Created on 02-18-2017 07:36 PM - edited 08-17-2019 02:19 PM
In this tutorial, I will walk you through creating a Sqoop action using WFM on HDP 2.5+.
First we need a table, we're going to use MySQL as source database and table.
create table imported (rowkey int, value varchar(25)); insert into imported (rowkey, value) values (1, "john doe"); insert into imported (rowkey, value) values (2, "jane doe");
I want to make sure that all cluster nodes can access this table and going to grant access to user centos on the LAN, you may have different restrictions on the network and by all means consult your DBAs.

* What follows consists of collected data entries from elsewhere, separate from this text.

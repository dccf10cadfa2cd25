//! Company identifier resolver
//!
//! Walks the tiers in priority order for every request:
//!
//! ```text
//! override → cache (batched) → existing column → external registry → temp id
//! ```
//!
//! The first hit wins. Identifiers found by the existing-column or external
//! tiers are written back to the cache (backflow) so later rows with the same
//! key stop at the cache tier. Resolution is total: the terminal tier always
//! produces an identifier and no tier failure escapes.

use std::sync::Arc;

use crate::cache::CacheRepository;
use crate::config::ResolverConfig;
use crate::context::RunContext;
use crate::error::ConfigResult;
use crate::normalize::NormalizationService;
use crate::overrides::StaticOverrideStore;
use crate::registry::ExternalLookupClient;
use crate::temp_id::TempIdGenerator;
use crate::tiers::{
    CacheTier, ExistingColumnTier, ExternalTier, OverrideTier, ResolutionTier, TempIdTier,
    TierHit, TierOutcome,
};
use crate::types::{
    DecisionPath, NormalizedRequest, Resolution, ResolutionRequest, ResolutionResult,
    ResolutionSource, TierKind, Verdict,
};

pub struct Resolver {
    normalizer: NormalizationService,
    tiers: Vec<Box<dyn ResolutionTier>>,
    terminal: TempIdTier,
    cache: Arc<dyn CacheRepository>,
}

impl Resolver {
    pub fn new(
        overrides: Arc<StaticOverrideStore>,
        cache: Arc<dyn CacheRepository>,
        external: Option<ExternalLookupClient>,
        temp_ids: TempIdGenerator,
    ) -> Self {
        let tiers: Vec<Box<dyn ResolutionTier>> = vec![
            Box::new(OverrideTier::new(overrides)),
            Box::new(CacheTier::new(cache.clone())),
            Box::new(ExistingColumnTier),
            Box::new(ExternalTier::new(external)),
        ];
        Self {
            normalizer: NormalizationService::new(),
            tiers,
            terminal: TempIdTier::new(temp_ids),
            cache,
        }
    }

    /// Wire a resolver from configuration.
    ///
    /// The external tier gets a live client only when it is enabled, budgeted
    /// and has a credential.
    pub fn from_config(
        config: &ResolverConfig,
        overrides: Arc<StaticOverrideStore>,
        cache: Arc<dyn CacheRepository>,
    ) -> ConfigResult<Self> {
        let external = match (&config.external.token, config.external.is_active()) {
            (Some(token), true) => Some(ExternalLookupClient::from_config(
                &config.external.registry,
                token.expose(),
            )?),
            _ => None,
        };
        Ok(Self::new(
            overrides,
            cache,
            external,
            config.temp_id_generator()?,
        ))
    }

    pub fn normalizer(&self) -> &NormalizationService {
        &self.normalizer
    }

    /// Resolve a single request inside a run
    pub async fn resolve(&self, request: &ResolutionRequest, run: &RunContext) -> ResolutionResult {
        let row = NormalizedRequest::from_request(request, &self.normalizer);
        run.update_stats(|s| s.requests += 1);

        self.prepare(std::slice::from_ref(&row), run).await;
        let result = self.resolve_row(&row, run).await;
        self.flush(run).await;
        result
    }

    /// Resolve a batch; one result per request, in input order.
    ///
    /// Exactly one cache round trip is made for the rows that need it. Rows are
    /// then walked in input order so backflow from earlier rows is visible to
    /// later ones.
    pub async fn resolve_batch(
        &self,
        requests: &[ResolutionRequest],
        run: &RunContext,
    ) -> Vec<ResolutionResult> {
        let rows: Vec<NormalizedRequest> = requests
            .iter()
            .map(|r| NormalizedRequest::from_request(r, &self.normalizer))
            .collect();
        run.update_stats(|s| s.requests += rows.len() as u64);

        self.prepare(&rows, run).await;

        let mut results = Vec::with_capacity(rows.len());
        for row in &rows {
            results.push(self.resolve_row(row, run).await);
        }

        self.flush(run).await;
        results
    }

    /// Let each tier do its batch work, keeping rows claimed by earlier tiers
    /// out of later batches.
    async fn prepare(&self, rows: &[NormalizedRequest], run: &RunContext) {
        let mut pending: Vec<&NormalizedRequest> = rows.iter().collect();
        for tier in &self.tiers {
            tier.prepare(&pending, run).await;
            pending.retain(|row| !tier.claims(row));
        }
    }

    async fn resolve_row(&self, row: &NormalizedRequest, run: &RunContext) -> ResolutionResult {
        let mut path = DecisionPath::default();
        for tier in &self.tiers {
            match tier.attempt(row, run).await {
                TierOutcome::Hit(hit) => {
                    path.push(tier.kind(), Verdict::Hit);
                    return self.finish(row, hit, path, run);
                }
                TierOutcome::Miss => path.push(tier.kind(), Verdict::Miss),
                TierOutcome::Skip => {
                    if tier.kind() == TierKind::Cache {
                        run.update_stats(|s| s.cache_skipped += 1);
                    }
                    path.push(tier.kind(), Verdict::Skip);
                }
            }
        }

        path.push(TierKind::TempId, Verdict::Hit);
        self.finish(row, self.terminal.hit(row, run), path, run)
    }

    fn finish(
        &self,
        row: &NormalizedRequest,
        hit: TierHit,
        path: DecisionPath,
        run: &RunContext,
    ) -> ResolutionResult {
        run.update_stats(|s| s.record_hit(hit.tier));

        if matches!(
            hit.source,
            ResolutionSource::ExistingColumn | ResolutionSource::ExternalApi
        ) {
            if let Some(key) = row.backflow_key() {
                run.stage_backflow(Resolution::new(
                    key,
                    hit.company_id.clone(),
                    hit.confidence,
                    hit.source,
                ));
            }
        }

        tracing::debug!(
            company_id = %hit.company_id,
            source = %hit.source,
            decision_path = %path,
            "Resolved company id"
        );

        ResolutionResult {
            company_id: hit.company_id,
            matched_tier: hit.tier,
            source: hit.source,
            confidence: hit.confidence,
            decision_path: path,
        }
    }

    /// Write staged backflow and buffered hit counts. Failures are logged only.
    async fn flush(&self, run: &RunContext) {
        let pending = run.take_pending_backflow();
        if !pending.is_empty() {
            let rows = crate::cache::merge_by_key(&pending);
            match self.cache.upsert_many(&rows).await {
                Ok(()) => run.update_stats(|s| s.backflow_writes += rows.len() as u64),
                Err(e) => {
                    tracing::warn!(rows = rows.len(), error = %e, "Cache backflow failed");
                    run.update_stats(|s| s.backflow_failures += rows.len() as u64);
                }
            }
        }

        if let Err(e) = self.cache.flush_hits().await {
            tracing::warn!(error = %e, "Failed to persist cache hit counts");
            run.update_stats(|s| s.hit_flush_failures += 1);
        }
    }
}
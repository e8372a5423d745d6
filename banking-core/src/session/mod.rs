//! The demo/live session flag.
//!
//! The mode is an explicit value passed to whatever renders figures. Switching
//! always goes through a [`Confirmer`] and is persisted before it takes effect.

use banking::model::session::SessionMode;
use banking::traits::confirm::Confirmer;
use banking::traits::mode_store::ModeStore;
use banking::BankingError;
use log::{info, warn};
use serde::{Deserialize, Serialize};
use std::path::{Path, PathBuf};

use crate::fs::{load_state, save_state};

/// Result of a mode change request.
#[derive(Debug, Clone, Copy, PartialEq, Eq)]
pub enum ModeTransition {
    Unchanged,
    Declined,
    Switched { from: SessionMode, to: SessionMode },
}

#[derive(Debug, Clone, Copy, PartialEq, Eq, Default)]
pub struct SessionState {
    mode: SessionMode,
}

impl SessionState {
    pub fn new(mode: SessionMode) -> Self {
        Self { mode }
    }

    /// Restores the persisted mode. Missing or unreadable state means demo.
    pub fn load(store: &dyn ModeStore) -> Self {
        let mode = match store.load() {
            Ok(Some(mode)) => mode,
            Ok(None) => SessionMode::Demo,
            Err(e) => {
                warn!("Could not read session mode ({}), starting in demo mode", e);
                SessionMode::Demo
            }
        };
        Self { mode }
    }

    pub fn mode(&self) -> SessionMode {
        self.mode
    }

    pub fn is_live(&self) -> bool {
        self.mode.is_live()
    }

    /// Moves to `target` if the user confirms and the store accepts it.
    pub fn request_mode(
        &mut self,
        target: SessionMode,
        confirmer: &dyn Confirmer,
        store: &dyn ModeStore,
    ) -> Result<ModeTransition, BankingError> {
        if target == self.mode {
            return Ok(ModeTransition::Unchanged);
        }

        let prompt = match target {
            SessionMode::Live => {
                "Switch to live mode? Figures will come from your connected wallet on-chain."
            }
            SessionMode::Demo => "Switch to demo mode? Figures will show sample data.",
        };
        if !confirmer.confirm(prompt) {
            info!("Switch to {} mode declined", target);
            return Ok(ModeTransition::Declined);
        }

        store.save(target)?;
        let from = self.mode;
        self.mode = target;
        info!("Session mode switched: {} -> {}", from, target);
        Ok(ModeTransition::Switched { from, to: target })
    }
}

#[derive(Debug, Serialize, Deserialize)]
struct SessionFile {
    is_live_mode: SessionMode,
}

/// Stores the flag as `{"is_live_mode": bool}` in a JSON file.
#[derive(Debug, Clone)]
pub struct FileModeStore {
    path: PathBuf,
}

impl FileModeStore {
    pub fn new(path: impl Into<PathBuf>) -> Self {
        Self { path: path.into() }
    }

    pub fn path(&self) -> &Path {
        &self.path
    }
}

impl ModeStore for FileModeStore {
    fn load(&self) -> Result<Option<SessionMode>, BankingError> {
        load_state::<SessionFile>(&self.path)
            .map(|file| file.map(|f| f.is_live_mode))
            .map_err(|e| BankingError::Storage(format!("{:#}", e)))
    }

    fn save(&self, mode: SessionMode) -> Result<(), BankingError> {
        save_state(&self.path, &SessionFile { is_live_mode: mode })
            .map_err(|e| BankingError::Storage(format!("{:#}", e)))
    }
}
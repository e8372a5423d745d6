//! Layered configuration for the banking client.
//!
//! Values are resolved in order: built-in Base mainnet defaults, then the
//! optional `synnax.toml` in the config directory, then `SYNNAX__*`
//! environment variables (`SYNNAX__NETWORK__CHAIN_ID=84532`).

use alloy_primitives::{address, Address};
use anyhow::{Context, Result};
use banking::model::chain::{GasSettings, NativeCurrency, NetworkParams};
use serde::{Deserialize, Serialize};
use std::path::Path;
use std::time::Duration;

const ENV_PREFIX: &str = "SYNNAX";
const ENV_SEPARATOR: &str = "__";
const WEI_PER_GWEI: f64 = 1_000_000_000.0;

#[derive(Debug, Clone, PartialEq, Serialize, Deserialize)]
#[serde(default)]
pub struct NetworkConfig {
    pub chain_id: u64,
    pub chain_name: String,
    pub rpc_url: String,
    pub explorer_url: String,
    pub currency_name: String,
    pub currency_symbol: String,
    pub currency_decimals: u8,
}

impl Default for NetworkConfig {
    fn default() -> Self {
        Self {
            chain_id: 8453,
            chain_name: "Base Mainnet".to_string(),
            rpc_url: "https://mainnet.base.org".to_string(),
            explorer_url: "https://basescan.org".to_string(),
            currency_name: "Ethereum".to_string(),
            currency_symbol: "ETH".to_string(),
            currency_decimals: 18,
        }
    }
}

impl NetworkConfig {
    /// Parameters handed to the wallet when switching or adding the network.
    pub fn params(&self) -> NetworkParams {
        NetworkParams {
            chain_id: self.chain_id,
            chain_name: self.chain_name.clone(),
            native_currency: NativeCurrency {
                name: self.currency_name.clone(),
                symbol: self.currency_symbol.clone(),
                decimals: self.currency_decimals,
            },
            rpc_urls: vec![self.rpc_url.clone()],
            block_explorer_urls: vec![self.explorer_url.clone()],
        }
    }
}

/// Contract addresses on the configured network (Aave V3 on Base by default).
#[derive(Debug, Clone, PartialEq, Serialize, Deserialize)]
#[serde(default)]
pub struct ContractsConfig {
    /// Stable asset (USDC).
    pub stable_asset: Address,
    /// Yield-bearing receipt token of the stable asset (aBasUSDC).
    pub yield_bearing_asset: Address,
    /// Lending pool accepting `supply`.
    pub pool: Address,
}

impl Default for ContractsConfig {
    fn default() -> Self {
        Self {
            stable_asset: address!("0x833589fCD6eDb6E08f4c7C32D4f71b54bdA02913"),
            yield_bearing_asset: address!("0x4e65fe4dba92790696d040ac24aa414708f5c0ab"),
            pool: address!("0xA238Dd80C259a72e81d7e4664a9801593F98d1c5"),
        }
    }
}

#[derive(Debug, Clone, PartialEq, Serialize, Deserialize)]
#[serde(default)]
pub struct DepositConfig {
    pub approval_gas_limit: u64,
    pub supply_gas_limit: u64,
    /// Legacy gas price for the supply transaction; 0 lets the provider estimate.
    pub supply_gas_price_gwei: f64,
    pub confirmations: u64,
    pub receipt_timeout_secs: u64,
    pub referral_code: u16,
}

impl Default for DepositConfig {
    fn default() -> Self {
        Self {
            approval_gas_limit: 200_000,
            supply_gas_limit: 300_000,
            supply_gas_price_gwei: 0.1,
            confirmations: 1,
            receipt_timeout_secs: 120,
            referral_code: 0,
        }
    }
}

impl DepositConfig {
    pub fn approval_gas(&self) -> GasSettings {
        GasSettings {
            gas_limit: self.approval_gas_limit,
            gas_price_wei: None,
        }
    }

    pub fn supply_gas(&self) -> GasSettings {
        let price = (self.supply_gas_price_gwei * WEI_PER_GWEI).round();
        GasSettings {
            gas_limit: self.supply_gas_limit,
            gas_price_wei: (price > 0.0).then_some(price as u128),
        }
    }

    pub fn receipt_timeout(&self) -> Duration {
        Duration::from_secs(self.receipt_timeout_secs)
    }
}

/// Root configuration.
#[derive(Debug, Clone, PartialEq, Serialize, Deserialize)]
#[serde(default)]
pub struct BankingConfig {
    pub network: NetworkConfig,
    pub contracts: ContractsConfig,
    pub deposit: DepositConfig,
    /// Decimals assumed when a token's `decimals()` call fails during balance reads.
    pub decimals_fallback: u8,
}

impl Default for BankingConfig {
    fn default() -> Self {
        Self {
            network: NetworkConfig::default(),
            contracts: ContractsConfig::default(),
            deposit: DepositConfig::default(),
            decimals_fallback: 6,
        }
    }
}

impl BankingConfig {
    /// Loads the configuration, layering `file` (if present) and the environment
    /// over the defaults.
    pub fn load(file: &Path) -> Result<Self> {
        let settings = config::Config::builder()
            .add_source(config::File::from(file).required(false))
            .add_source(
                config::Environment::with_prefix(ENV_PREFIX)
                    .separator(ENV_SEPARATOR)
                    .try_parsing(true),
            )
            .build()
            .with_context(|| format!("Failed to read configuration from {}", file.display()))?;

        settings
            .try_deserialize()
            .context("Invalid configuration values")
    }
}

GRANT ALL PRIVILEGES ON *.* TO 'centos'@'172.22.65.%' IDENTIFIED BY 'password' WITH GRANT OPTION; FLUSH PRIVILEGES; GRANT ALL PRIVILEGES ON *.* TO 'centos'@'localhost' IDENTIFIED BY 'password' WITH GRANT OPTION; FLUSH PRIVILEGES;
I want to make sure user centos can access the table
mysql –u centos –p ➢ password mysql> select * from test.imported; +--------+----------+ | rowkey | value | +--------+----------+ | 1 | john doe | | 2 | jane doe | +--------+----------+
Finally, I'd like to test my sqoop works
sqoop list-tables --connect jdbc:mysql://source-1/test --username centos --password password 17/02/18 15:13:13 INFO manager.MySQLManager: Preparing to use a MySQL streaming resultset. imported
Also, in case of Oozie with HCatalog and Sqoop, every node that will execute job attempts must have HCat and Sqoop client installed.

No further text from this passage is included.